Nicolas Feuillatte is unique among major Champagne houses for its youth—it was created in 1976 by the eponymous Mr. Feuillatte, a coffee baron, bon vivant and international socialite. Ten years later, the brand was sold to the growers, headquartered at the Centre Vinicole outside Epernay. In a very short time, it has become the best-selling Champagne in France. The Champagne house celebrated its 35th birthday a few weeks ago with a grand bash held at the Maison de l’Architecture, opposite the Gare de l’Est. Built in 1603, the ancient stones and collonades of the building once housed a Franciscan order and a hospital before becoming a center of cultural expression.

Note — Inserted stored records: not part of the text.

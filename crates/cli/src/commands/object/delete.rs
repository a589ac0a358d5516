//! object delete - Remove an object

use clap::Args;
use serde::Serialize;

use ocli_core::Verb;

use super::AddressArgs;
use crate::commands::Context;
use crate::exit_code::ExitCode;

/// Remove an object
#[derive(Args, Debug)]
pub struct DeleteArgs {
    #[command(flatten)]
    pub address: AddressArgs,
}

#[derive(Debug, Serialize)]
struct DeleteOutput {
    status: &'static str,
    container: String,
    object: String,
}

/// Execute the delete command
pub async fn execute(args: DeleteArgs, ctx: &Context) -> ExitCode {
    let formatter = ctx.formatter();

    let (client, address) = match super::prepare(ctx, &formatter, &args.address).await {
        Ok(p) => p,
        Err(code) => return code,
    };

    let token =
        match super::token_for(&client, ctx, &formatter, Verb::Delete, address.object).await {
            Ok(t) => t,
            Err(code) => return code,
        };

    match client.delete(&token, &address, &ctx.cancel).await {
        Ok(()) => {
            if formatter.is_json() {
                formatter.json(&DeleteOutput {
                    status: "success",
                    container: address.container.to_string(),
                    object: address.object.to_string(),
                });
            } else {
                formatter.success(&format!("Object {address} removed"));
            }
            ExitCode::Success
        }
        Err(e) => crate::commands::fail(&formatter, "Failed to delete object", &e),
    }
}
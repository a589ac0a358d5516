//! Output formatting utilities
//!
//! This module provides formatters for CLI output in both human-readable
//! and JSON formats. It also handles progress bars and colored output.

mod formatter;
mod progress;

pub use formatter::Formatter;
pub use progress::ProgressBar;

/// Output configuration derived from CLI flags and config defaults
#[derive(Debug, Clone, Default)]
pub struct OutputConfig {
    /// Use JSON output format
    pub json: bool,
    /// Disable colored output
    pub no_color: bool,
    /// Disable progress bar
    pub no_progress: bool,
    /// Suppress non-error output
    pub quiet: bool,
}

impl OutputConfig {
    /// Apply `[defaults]` from the configuration file; flags only ever turn
    /// options on.
    pub fn with_defaults(mut self, defaults: &ocli_core::config::Defaults) -> Self {
        self.json |= defaults.output == "json";
        self.no_color |= defaults.color == "never";
        self.no_progress |= !defaults.progress;
        self
    }
}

The evening began with an apéritif at the Espace Nicolas Feuillatte, a boutique nestled among the couture shops of the rue du Faubourg St-Honoré. We sipped glasses of the special 35th anniverary cuvée (a bright, crisp five year-old Brut) and flutes of the 2002 Blanc de Blancs (full-bodied and distinctive, with flavors of citrus and green apple) while nibbling on the incomparable macaroons from Ladurée and chatting with artist Julien Taylor. Taylor is Feuillatte’s artist of the year, the creator of a montage of more than 300 photographs celebrating Champagne and the good life.
Back at the Maison de l’Architecture, the interior of the ancient building was decked out to resemble a living replica of Taylor’s montage—the floors were strewn with confetti, the walls were dotted with buffets and bars, and the rooms buzzed with personalities from the world of French art and film. Upwards of 500 guests circulated around the two floors, consuming glasses of NV Brut and Rosé faster than the bartenders could pour them. In one corner of the room sat Nicolas Feuillatte himself—still vibrant at 85, surrounded by food, beautiful women, music, dancing and all the hallmarks of the lifestyle he was instrumental in creating.